P: ¿En qué consiste la asignatura de Cultura Gastronómica?

R: Cada año las clases, que se dan en las aulas como el resto de las troncales, se enfocan en una receta, que fue gazpacho en el programa piloto. Cuando el niño aprende a hacerla con el tutor refuerza otras asignaturas troncales: contar (Matemáticas), cómo nace el tomate (Biología), cómo fermenta el pan (Química) y Geografía e Historia porque aprende que el tomate vino de América en 1512 en el tercer viaje de Colón.

Además, el niño y la niña cocinan juntos, en igualdad, y la pirámide nutricional NAOS está presente en toda la asignatura. Anaya se ha comprometido a traducir el material al gallego, euskera y catalán, para que el alumnado aprenda no sólo su cultura gastronómica regional, sino también la del resto del país.

P: ¿Tan poco saben los niños de lo que comen?

R: Antes de poner en marcha la asignatura, con Eurotoques vimos que los niños de la España despoblada tienen un contacto un poco más directo con la naturaleza, pero en las ciudades algunos piensan que los huevos, la leche o los tomates crecen en las estanterías del súper y esto nos puede parecer muy alarmante, pero no es algo que se sobreentienda y hay que enseñarlo.

P: ¿Qué ha fallado para llegar a esta situación?

R: Principalmente, la falta de tiempo, que ha cambiado mucho la alimentación. Con los padres trabajando, no se cocina y se tira de ultraprocesados.

Nosotros queremos que el niño tenga conocimiento para condicionar lo que se come en la familia y más allá, cuando tenga 20 años y esté de Erasmus en Italia sabrá hacer la compra y cocinar. Eso también es promoción de la Marca España, saber comer y saber cocinar esos productos españoles.

P: ¿Qué comen los niños en un restaurante gastronómico como Acánthum?

R: Lo mismo que sus padres. Tenemos a niños que acompañan a sus padres y a otros que los llevan porque quieren vivir esa experiencia gastronómica, motivados por “Top Chef”, “MasterChef” y todo el boom gastronómico en las redes sociales. Los niños quieren ser cocineros, quieren hacerse el selfie contigo y miran el menú por internet y eso es buenísima noticia porque desde pequeños estamos creando buenos consumidores.

P: ¿Y qué opina de los menús infantiles de los restaurantes?

R: La mayoría se debería llamar ‘quitaproblemas’, porque consiste en contentar al niño para que no nos dé la tabarra y nos deje disfrutar la comida, y para eso se utilizan las hamburguesas, pizzas, frituras… Es función de los padres enseñarles a ir consumiendo lo que hay en el restaurante, aunque no es lo mismo uno tradicional que un gastronómico o una franquicia. Aquí la responsabilidad, hasta que el niño adquiera los conocimientos, que es lo que queremos, es principalmente de los padres.

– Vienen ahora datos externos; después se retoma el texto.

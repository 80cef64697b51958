//! minijinja-backed template loader

use std::path::Path;
use std::sync::LazyLock;

use minijinja::{Environment, ErrorKind, Template};
use regex::Regex;

use super::{BlockTemplate, TemplateError, TemplateLoader, TemplateVariables};

static BLOCK_TAG: LazyLock<Regex> = LazyLock::new(|| {
    Regex::new(r"\{%[-+]?\s*block\s+([A-Za-z_][A-Za-z0-9_]*)").expect("block tag pattern is valid")
});

static EXTENDS_TAG: LazyLock<Regex> = LazyLock::new(|| {
    Regex::new(r#"\{%[-+]?\s*extends\s+["']([^"']+)["']"#).expect("extends tag pattern is valid")
});

/// Comments and raw sections never declare blocks
static INACTIVE: LazyLock<Regex> = LazyLock::new(|| {
    Regex::new(r"(?s)\{#.*?#\}|\{%[-+]?\s*raw\s*[-+]?%\}.*?\{%[-+]?\s*endraw\s*[-+]?%\}")
        .expect("inactive section pattern is valid")
});

/// Template environment for email templates
///
/// Templates are read from a directory, or registered from strings. Names
/// ending in `.html` are auto-escaped, which keeps rendered bodies HTML-safe.
///
/// # Examples
///
/// ```rust
/// use info_collection::template::{MiniJinjaTemplates, TemplateLoader};
///
/// # fn example() -> Result<(), Box<dyn std::error::Error>> {
/// let templates = MiniJinjaTemplates::from_sources([(
///     "email/contact.html",
///     "{% block subject %}Hello{% endblock %}{% block email %}<p>Hi</p>{% endblock %}",
/// )])?;
///
/// let template = templates.load("email/contact.html")?;
/// assert!(template.has_block("subject"));
/// # Ok(())
/// # }
/// ```
#[derive(Debug)]
pub struct MiniJinjaTemplates {
    env: Environment<'static>,
}

impl MiniJinjaTemplates {
    /// Load templates lazily from a directory
    #[must_use]
    pub fn from_dir(dir: impl AsRef<Path>) -> Self {
        let mut env = Self::environment();
        env.set_loader(minijinja::path_loader(dir.as_ref()));
        Self { env }
    }

    /// Register templates from `(name, source)` pairs
    ///
    /// # Errors
    ///
    /// Returns `TemplateError::Render` if a source fails to parse
    pub fn from_sources<I, N, S>(sources: I) -> Result<Self, TemplateError>
    where
        I: IntoIterator<Item = (N, S)>,
        N: Into<String>,
        S: Into<String>,
    {
        let mut env = Self::environment();
        for (name, source) in sources {
            env.add_template_owned(name.into(), source.into())?;
        }
        Ok(Self { env })
    }

    fn environment() -> Environment<'static> {
        let mut env = Environment::new();
        env.set_trim_blocks(true);
        env.set_lstrip_blocks(true);
        env
    }
}

impl MiniJinjaTemplates {
    /// Blocks a template can render, its own first and then those inherited
    /// through `{% extends %}`
    ///
    /// Only literal parent names are followed. A parent that fails to load
    /// ends the chain; rendering reports it.
    fn exposed_blocks(&self, name: &str, source: &str) -> Vec<String> {
        let mut blocks = Vec::new();
        let mut chain = vec![name.to_string()];
        let mut source = source.to_string();

        loop {
            let active = INACTIVE.replace_all(&source, "").into_owned();
            for block in declared_blocks(&active) {
                if !blocks.contains(&block) {
                    blocks.push(block);
                }
            }

            let Some(parent) = EXTENDS_TAG.captures(&active).map(|c| c[1].to_string()) else {
                break;
            };
            if chain.contains(&parent) {
                break;
            }
            match self.env.get_template(&parent) {
                Ok(template) => source = template.source().to_string(),
                Err(e) => {
                    tracing::debug!(template = name, parent, error = %e, "Parent template not loadable");
                    break;
                }
            }
            chain.push(parent);
        }

        blocks
    }
}

impl TemplateLoader for MiniJinjaTemplates {
    fn load(&self, name: &str) -> Result<Box<dyn BlockTemplate + '_>, TemplateError> {
        let template = self.env.get_template(name).map_err(|e| {
            if e.kind() == ErrorKind::TemplateNotFound {
                TemplateError::NotFound(name.to_string())
            } else {
                TemplateError::Render(e)
            }
        })?;

        let blocks = self.exposed_blocks(name, template.source());
        tracing::trace!(template = name, ?blocks, "Loaded email template");

        Ok(Box::new(LoadedTemplate { template, blocks }))
    }
}

struct LoadedTemplate<'env> {
    template: Template<'env, 'env>,
    blocks: Vec<String>,
}

impl BlockTemplate for LoadedTemplate<'_> {
    fn name(&self) -> &str {
        self.template.name()
    }

    fn has_block(&self, block: &str) -> bool {
        self.blocks.iter().any(|b| b == block)
    }

    fn block_names(&self) -> Vec<String> {
        self.blocks.clone()
    }

    fn render_block(
        &self,
        block: &str,
        variables: &TemplateVariables<'_>,
    ) -> Result<String, TemplateError> {
        let mut state = self.template.eval_to_state(variables)?;
        Ok(state.render_block(block)?)
    }
}

/// Block tags in a template source, first occurrence only
fn declared_blocks(source: &str) -> Vec<String> {
    let mut blocks: Vec<String> = Vec::new();
    for captures in BLOCK_TAG.captures_iter(source) {
        let name = &captures[1];
        if !blocks.iter().any(|b| b == name) {
            blocks.push(name.to_string());
        }
    }
    blocks
}
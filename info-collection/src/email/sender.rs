//! The seam between form actions and mail delivery

use async_trait::async_trait;

use super::{Email, EmailError};

/// Delivers assembled form mail
///
/// [`ConsoleBackend`](super::ConsoleBackend) and
/// [`SmtpBackend`](super::SmtpBackend) implement it; actions only see the
/// trait object chosen by [`sender_from_settings`](super::sender_from_settings).
///
/// # Examples
///
/// ```rust,no_run
/// use info_collection::email::{Email, EmailSender, SmtpBackend};
///
/// # async fn example() -> Result<(), Box<dyn std::error::Error>> {
/// let relay = SmtpBackend::from_env()?;
///
/// relay
///     .send(
///         Email::new()
///             .to("owner@example.com")
///             .from("forms@example.com")
///             .subject("New submission")
///             .html("<p>Please call me back</p>"),
///     )
///     .await?;
/// # Ok(())
/// # }
/// ```
#[cfg_attr(test, mockall::automock)]
#[async_trait]
pub trait EmailSender: Send + Sync {
    /// Validate and deliver one message
    ///
    /// # Errors
    ///
    /// Returns `EmailError` when the message is incomplete or the backend
    /// rejects it
    async fn send(&self, email: Email) -> Result<(), EmailError>;
}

P: Parece que últimamente se reclama a los cocineros que emprendan acciones más allá de sus restaurantes…

R: Si tenemos la oportunidad de cambiar cosas, ¿por qué no hacerlo? Hay cocineros que se dedican a la expansión empresarial y otros al cambio social. El peruano Gastón Acurio combinó ambas vertientes y cambió totalmente la forma de pensar de un país a la hora de comer.